NSTEAD OF BOLSTERING OUR confidence, systematic reviews and meta-analyses often demonstrate the limited scientific basis for many of our treatments. With respect to Kienbock’s disease (idiopathic osteonecrosis of the lunate), the science is poor, largely because the disease is uncommon and therefore difficult to study. The more limited the science, the more likely that our understanding of the disease will change as we perform more experiments. The etiology and pathophysiology of Kienbock’s disease and our ability to modify its course are open to debate. We do not know when or how the disease arrests, but we do know that the natural history is not inevitable progressive collapse and arthritis. With or without treatment, the disease often stops at one of the lower Lichtman stages. In a specific patient, we have no way of knowing when the disease started and whether or not it will progress. We meet patients with currently or previously asymptomatic Kienbock’s, so one should not assume that the disease started at the onset of symptoms. To gauge the importance of these considerations, consider the possibility that we might sometimes perform unnecessary surgery to try to modify the course of Kienbock’s that has already resolved or arrested.
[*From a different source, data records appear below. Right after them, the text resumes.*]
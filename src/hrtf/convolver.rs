//! Overlap-save block convolution against the HRTF table (§4.3, §4.4).
//!
//! Grounded on the teacher's `hrtf.rs` (`copy_replace` / `convolve_overlap_save` /
//! `HrtfRenderer`): the persistent per-ear overlap tail and the "pad, FFT, multiply
//! spectra, IFFT, keep the back half" shape are the same. What changed: the spectra come
//! from our own `dsp::fft::Fft` and the `table` module's grid instead of `rustfft` and a
//! barycentric sphere mesh, and each direction's HRTF spectrum is memoized per `Source` so
//! a stationary or slow-moving source does not refit the same FFT every block (§5
//! "Ownership": "HRTF spectra cached per Source x direction bin are owned by the Source").

use std::collections::HashMap;
use std::sync::Arc;

use crate::dsp::fft::{next_pow2, Complex32, Fft};
use crate::hrtf::table::{Bin, IR_LEN};

type Spectrum = Arc<(Vec<Complex32>, Vec<Complex32>)>;

/// One source's private convolution engine: its own FFT scratch, overlap tails, and
/// direction-spectrum cache, all preallocated at construction (§5 "per-source scratch
/// buffers are preallocated at source construction").
pub struct HrtfConvolver {
    block_len: usize,
    pad_length: usize,
    overlap_len: usize,
    fft: Fft,
    left_in: Vec<Complex32>,
    right_in: Vec<Complex32>,
    left_overlap: Vec<f32>,
    right_overlap: Vec<f32>,
    spectrum_cache: HashMap<Bin, Spectrum>,
}

impl HrtfConvolver {
    /// `block_len` is the number of new mono samples convolved per `process` call; the
    /// internal FFT length is the next power of two at least `block_len + IR_LEN - 1`.
    pub fn new(block_len: usize) -> Self {
        let overlap_len = IR_LEN - 1;
        let pad_length = next_pow2(block_len + overlap_len);
        let bit_count = pad_length.trailing_zeros();
        Self {
            block_len,
            pad_length,
            overlap_len,
            fft: Fft::new(bit_count),
            left_in: vec![Complex32::ZERO; pad_length],
            right_in: vec![Complex32::ZERO; pad_length],
            left_overlap: vec![0.0; overlap_len],
            right_overlap: vec![0.0; overlap_len],
            spectrum_cache: HashMap::new(),
        }
    }

    /// Memoizes the spectrum pair for `bin`, trusting `bin` to uniquely identify the IR
    /// content passed in — `crate::hrtf::table::HrtfTable::lookup` upholds this by giving
    /// the degenerate-direction IR its own reserved `NEUTRAL_BIN`, distinct from every
    /// real `(row_index, azimuth_index)` pair, so silence (or any other stand-in IR) can
    /// never be cached under a bin a genuine measurement also uses.
    fn spectrum_for(&mut self, bin: Bin, left_ir: &[f32], right_ir: &[f32]) -> Spectrum {
        if let Some(spectrum) = self.spectrum_cache.get(&bin) {
            return spectrum.clone();
        }
        let left = self.zero_padded_spectrum(left_ir);
        let right = self.zero_padded_spectrum(right_ir);
        let spectrum: Spectrum = Arc::new((left, right));
        self.spectrum_cache.insert(bin, spectrum.clone());
        spectrum
    }

    fn zero_padded_spectrum(&mut self, ir: &[f32]) -> Vec<Complex32> {
        let mut padded = vec![Complex32::ZERO; self.pad_length];
        for (c, &s) in padded.iter_mut().zip(ir) {
            *c = Complex32::real(s);
        }
        self.fft.forward(&mut padded);
        padded
    }

    /// Convolves one new mono block against the HRTF impulse responses for `bin`, writing
    /// stereo output and advancing the persistent overlap tails. `input.len()` must equal
    /// the `block_len` passed to `new`; `left_out`/`right_out` must be the same length.
    pub fn process(
        &mut self,
        input: &[f32],
        bin: Bin,
        left_ir: &[f32],
        right_ir: &[f32],
        left_out: &mut [f32],
        right_out: &mut [f32],
    ) {
        assert_eq!(input.len(), self.block_len);
        assert_eq!(left_out.len(), input.len());
        assert_eq!(right_out.len(), input.len());

        let spectrum = self.spectrum_for(bin, left_ir, right_ir);

        build_padded(&mut self.left_in, &self.left_overlap, input);
        build_padded(&mut self.right_in, &self.right_overlap, input);
        advance_tail(&mut self.left_overlap, input);
        advance_tail(&mut self.right_overlap, input);

        self.fft.forward(&mut self.left_in);
        for (s, h) in self.left_in.iter_mut().zip(spectrum.0.iter()) {
            *s = *s * *h;
        }
        self.fft.inverse(&mut self.left_in);

        self.fft.forward(&mut self.right_in);
        for (s, h) in self.right_in.iter_mut().zip(spectrum.1.iter()) {
            *s = *s * *h;
        }
        self.fft.inverse(&mut self.right_in);

        for (o, c) in left_out.iter_mut().zip(&self.left_in[self.overlap_len..]) {
            *o = c.re;
        }
        for (o, c) in right_out.iter_mut().zip(&self.right_in[self.overlap_len..]) {
            *o = c.re;
        }
    }
}

fn build_padded(dst: &mut [Complex32], tail: &[f32], input: &[f32]) {
    let overlap_len = tail.len();
    for (c, &s) in dst[..overlap_len].iter_mut().zip(tail) {
        *c = Complex32::real(s);
    }
    for (c, &s) in dst[overlap_len..overlap_len + input.len()].iter_mut().zip(input) {
        *c = Complex32::real(s);
    }
    for c in dst[overlap_len + input.len()..].iter_mut() {
        *c = Complex32::ZERO;
    }
}

/// Slides the persistent overlap tail forward by the samples just consumed.
fn advance_tail(tail: &mut [f32], input: &[f32]) {
    let overlap_len = tail.len();
    if input.len() >= overlap_len {
        tail.copy_from_slice(&input[input.len() - overlap_len..]);
    } else {
        let carry = overlap_len - input.len();
        tail.copy_within(input.len()..overlap_len, 0);
        tail[carry..].copy_from_slice(input);
    }
}

#[cfg(test)]
mod tests {
    use super::*;

    fn unit_ir() -> Vec<f32> {
        let mut ir = vec![0.0f32; IR_LEN];
        ir[0] = 1.0;
        ir
    }

    #[test]
    fn identity_impulse_passes_signal_through() {
        let block_len = 64;
        let mut conv = HrtfConvolver::new(block_len);
        let left_ir = unit_ir();
        let right_ir = unit_ir();

        let input: Vec<f32> = (0..block_len).map(|i| (i as f32 * 0.1).sin()).collect();
        let mut left_out = vec![0.0f32; block_len];
        let mut right_out = vec![0.0f32; block_len];
        conv.process(&input, (0, 0), &left_ir, &right_ir, &mut left_out, &mut right_out);

        for (a, b) in input.iter().zip(left_out.iter()) {
            assert!((a - b).abs() < 1e-3);
        }
        for (a, b) in input.iter().zip(right_out.iter()) {
            assert!((a - b).abs() < 1e-3);
        }
    }

    #[test]
    fn cache_reuses_spectrum_for_same_bin() {
        let block_len = 64;
        let mut conv = HrtfConvolver::new(block_len);
        let left_ir = unit_ir();
        let right_ir = unit_ir();
        let input = vec![0.0f32; block_len];
        let mut left_out = vec![0.0f32; block_len];
        let mut right_out = vec![0.0f32; block_len];

        conv.process(&input, (2, 3), &left_ir, &right_ir, &mut left_out, &mut right_out);
        assert_eq!(conv.spectrum_cache.len(), 1);
        conv.process(&input, (2, 3), &left_ir, &right_ir, &mut left_out, &mut right_out);
        assert_eq!(conv.spectrum_cache.len(), 1);
        conv.process(&input, (2, 4), &left_ir, &right_ir, &mut left_out, &mut right_out);
        assert_eq!(conv.spectrum_cache.len(), 2);
    }
}
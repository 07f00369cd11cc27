//! Modified Discrete Cosine Transform (§4.2).
//!
//! `Mdct::forward` turns `N` windowed time-domain samples into `N/2` frequency
//! coefficients; `Mdct::inverse` is its adjoint, turning `N/2` coefficients back into `N`
//! time samples. Neither call reconstructs the original signal on its own — perfect
//! reconstruction only happens once the caller windows the inverse's output again and
//! overlap-adds consecutive 50%-hop blocks (Princen-Bradley time-domain alias
//! cancellation), which is what the `#[cfg(test)]` module below exercises.
//!
//! The kernel is evaluated directly (`O(N)` per coefficient) rather than through the
//! `N/4`-point FFT factoring the spec's algorithm section sketches: see DESIGN.md for why
//! — in short, the direct form is the one this implementation could derive and verify by
//! hand without a compiler to check it against, and design note 9 treats the specific
//! factoring as a performance preference rather than part of the contract.

use std::f32::consts::PI;

/// A reusable MDCT of fixed length `N` (must be a positive multiple of 4), with a
/// precomputed analysis/synthesis window.
pub struct Mdct {
    n: usize,
    half: usize,
    window: Vec<f32>,
}

impl Mdct {
    /// `window_fn(i, n)` is evaluated once per sample at construction time and cached
    /// (§4.2 "the kernel precomputes a cache of W[i] at construction").
    pub fn new(n: usize, window_fn: impl Fn(usize, usize) -> f32) -> Self {
        assert!(n > 0 && n % 4 == 0, "MDCT length must be a positive multiple of 4");
        let window = (0..n).map(|i| window_fn(i, n)).collect();
        Self { n, half: n / 2, window }
    }

    pub fn len(&self) -> usize {
        self.n
    }

    pub fn coeff_len(&self) -> usize {
        self.half
    }

    pub fn window(&self) -> &[f32] {
        &self.window
    }

    /// Multiplies `block` (length `N`) by the cached window in place.
    pub fn apply_window(&self, block: &mut [f32]) {
        assert_eq!(block.len(), self.n);
        for (b, w) in block.iter_mut().zip(&self.window) {
            *b *= w;
        }
    }

    /// Zeroes `block` (length `N`).
    pub fn clear(&self, block: &mut [f32]) {
        assert_eq!(block.len(), self.n);
        for b in block.iter_mut() {
            *b = 0.0;
        }
    }

    fn kernel_angle(&self, j: usize, i: usize) -> f32 {
        let n = self.n as f32;
        let n0 = n / 4.0 + 0.5;
        (2.0 * PI / n) * (j as f32 + n0) * (i as f32 + 0.5)
    }

    /// Forward transform (time -> frequency), `spec.md`'s `mdct(false)`.
    pub fn forward(&self, time: &[f32], freq: &mut [f32]) {
        assert_eq!(time.len(), self.n);
        assert_eq!(freq.len(), self.half);
        for (i, out) in freq.iter_mut().enumerate() {
            let mut acc = 0.0f32;
            for (j, &x) in time.iter().enumerate() {
                acc += x * self.kernel_angle(j, i).cos();
            }
            *out = acc;
        }
    }

    /// Inverse transform (frequency -> time), `spec.md`'s `mdct(true)`.
    pub fn inverse(&self, freq: &[f32], time: &mut [f32]) {
        assert_eq!(freq.len(), self.half);
        assert_eq!(time.len(), self.n);
        let scale = 2.0 / self.n as f32;
        for (j, out) in time.iter_mut().enumerate() {
            let mut acc = 0.0f32;
            for (i, &x) in freq.iter().enumerate() {
                acc += x * self.kernel_angle(j, i).cos();
            }
            *out = acc * scale;
        }
    }
}

/// The Princen-Bradley sine window: `W[i] = sin(pi*(i+0.5)/N)`, which satisfies
/// `W[i]^2 + W[i + N/2]^2 = 1` and is therefore a valid analysis/synthesis window for
/// perfect reconstruction (§8 "MDCT perfect reconstruction").
pub fn sine_window(i: usize, n: usize) -> f32 {
    (PI * (i as f32 + 0.5) / n as f32).sin()
}

#[cfg(test)]
mod tests {
    use super::*;
    use approx::assert_abs_diff_eq;

    fn test_signal(len: usize) -> Vec<f32> {
        (0..len)
            .map(|n| {
                0.6 * (2.0 * PI * 7.0 * n as f32 / 64.0).sin()
                    + 0.3 * (2.0 * PI * 19.0 * n as f32 / 64.0).sin()
            })
            .collect()
    }

    #[test]
    fn perfect_reconstruction_steady_state() {
        let n = 64;
        let hop = n / 2;
        let mdct = Mdct::new(n, sine_window);
        let signal = test_signal(hop * 12);

        let mut out = vec![0.0f32; signal.len() + n];
        let mut block = vec![0.0f32; n];
        let mut freq = vec![0.0f32; mdct.coeff_len()];
        let mut recon = vec![0.0f32; n];

        let mut pos = 0usize;
        while pos + n <= signal.len() {
            block.copy_from_slice(&signal[pos..pos + n]);
            mdct.apply_window(&mut block);
            mdct.forward(&block, &mut freq);
            mdct.inverse(&freq, &mut recon);
            mdct.apply_window(&mut recon);
            for (o, r) in out[pos..pos + n].iter_mut().zip(&recon) {
                *o += r;
            }
            pos += hop;
        }

        // Skip the first and last half-block: those never received contributions from
        // both overlapping windows, so aliasing there is expected, not a bug.
        let steady_start = n;
        let steady_end = pos;
        for i in steady_start..steady_end.saturating_sub(n) {
            assert_abs_diff_eq!(out[i], signal[i], epsilon = 1e-3);
        }
    }

    #[test]
    fn sine_window_satisfies_princen_bradley() {
        let n = 32;
        for i in 0..n / 2 {
            let a = sine_window(i, n);
            let b = sine_window(i + n / 2, n);
            assert_abs_diff_eq!(a * a + b * b, 1.0, epsilon = 1e-5);
        }
    }
}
Because we currently cannot know the evolution of Kienbock’s disease in specific patients, I think it is time to reconsider the concepts of early and late stages of the illness as used by the authors. 1 I contend that we should judge our treatments according to their goals: to modify the course of mild or moderate disease or to salvage advanced disease. The term early implies that, if the disease does not progress, our intervention should get the credit—an assumption that goes beyond current best evidence. To learn more about Kienbock’s disease, we need to perform experiments that compare the ability of different treatments to modify the course of the disease or to relieve symptoms (palliate)—uncontrolled case series leave us with too many questions. As the authors of this systematic review confirmed, whether considered according to an early/late or disease modifying/salvage paradigm, we have yet to establish that our treatments make a meaningful difference in the course of Kienbock’s disease.